[Brief]: The task calls for each line of the records below in which the word "count" appears.

[The input]:
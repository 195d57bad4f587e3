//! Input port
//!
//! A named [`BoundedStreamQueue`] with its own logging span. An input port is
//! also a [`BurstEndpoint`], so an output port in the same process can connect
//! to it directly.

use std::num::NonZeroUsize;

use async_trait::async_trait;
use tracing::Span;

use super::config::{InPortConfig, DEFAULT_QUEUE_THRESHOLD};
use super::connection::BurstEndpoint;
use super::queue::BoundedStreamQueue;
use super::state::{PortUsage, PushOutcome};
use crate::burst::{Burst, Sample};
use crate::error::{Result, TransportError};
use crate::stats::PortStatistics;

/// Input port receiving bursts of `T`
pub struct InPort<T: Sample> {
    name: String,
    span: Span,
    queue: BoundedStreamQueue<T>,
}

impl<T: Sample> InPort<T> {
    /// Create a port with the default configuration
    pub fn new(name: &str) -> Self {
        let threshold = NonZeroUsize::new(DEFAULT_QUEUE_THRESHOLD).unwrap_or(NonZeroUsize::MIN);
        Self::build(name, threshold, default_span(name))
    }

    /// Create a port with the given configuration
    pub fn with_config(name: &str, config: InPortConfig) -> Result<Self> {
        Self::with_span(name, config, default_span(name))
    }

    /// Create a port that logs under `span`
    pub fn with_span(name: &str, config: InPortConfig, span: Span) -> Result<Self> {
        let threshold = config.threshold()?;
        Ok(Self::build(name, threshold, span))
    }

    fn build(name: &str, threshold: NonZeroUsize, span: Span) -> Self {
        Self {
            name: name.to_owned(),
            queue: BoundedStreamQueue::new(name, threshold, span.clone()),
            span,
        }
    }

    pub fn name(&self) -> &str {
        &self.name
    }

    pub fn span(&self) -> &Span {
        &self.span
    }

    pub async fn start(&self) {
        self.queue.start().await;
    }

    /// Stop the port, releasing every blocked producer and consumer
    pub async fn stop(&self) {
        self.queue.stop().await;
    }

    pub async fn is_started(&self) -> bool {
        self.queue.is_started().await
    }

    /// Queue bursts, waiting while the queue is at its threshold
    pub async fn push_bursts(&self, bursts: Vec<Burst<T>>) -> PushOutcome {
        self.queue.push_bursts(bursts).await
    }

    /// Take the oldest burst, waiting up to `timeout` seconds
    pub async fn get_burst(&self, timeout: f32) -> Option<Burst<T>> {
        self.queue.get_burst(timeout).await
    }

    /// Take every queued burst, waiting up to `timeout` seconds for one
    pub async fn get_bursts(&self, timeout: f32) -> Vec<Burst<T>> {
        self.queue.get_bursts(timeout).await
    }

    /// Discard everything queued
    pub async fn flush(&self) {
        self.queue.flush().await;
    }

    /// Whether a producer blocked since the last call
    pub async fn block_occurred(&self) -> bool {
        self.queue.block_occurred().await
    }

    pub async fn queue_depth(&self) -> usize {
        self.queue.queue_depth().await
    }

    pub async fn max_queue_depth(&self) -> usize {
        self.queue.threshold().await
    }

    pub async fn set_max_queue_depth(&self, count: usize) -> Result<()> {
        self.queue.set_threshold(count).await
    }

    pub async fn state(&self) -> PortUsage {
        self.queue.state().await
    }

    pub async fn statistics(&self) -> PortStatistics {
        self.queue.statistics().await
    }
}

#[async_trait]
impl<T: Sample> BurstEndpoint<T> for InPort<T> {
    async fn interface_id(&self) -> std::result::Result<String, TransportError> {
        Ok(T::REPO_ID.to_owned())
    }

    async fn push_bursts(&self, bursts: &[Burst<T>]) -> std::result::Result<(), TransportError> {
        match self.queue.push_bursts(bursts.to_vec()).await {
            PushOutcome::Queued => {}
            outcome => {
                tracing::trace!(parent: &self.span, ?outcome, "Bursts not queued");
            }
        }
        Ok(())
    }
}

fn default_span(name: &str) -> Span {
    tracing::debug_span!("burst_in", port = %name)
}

[The completed task]:
    pub async fn set_max_queue_depth(&self, count: usize) -> Result<()> {
        self.queue.set_threshold(count).await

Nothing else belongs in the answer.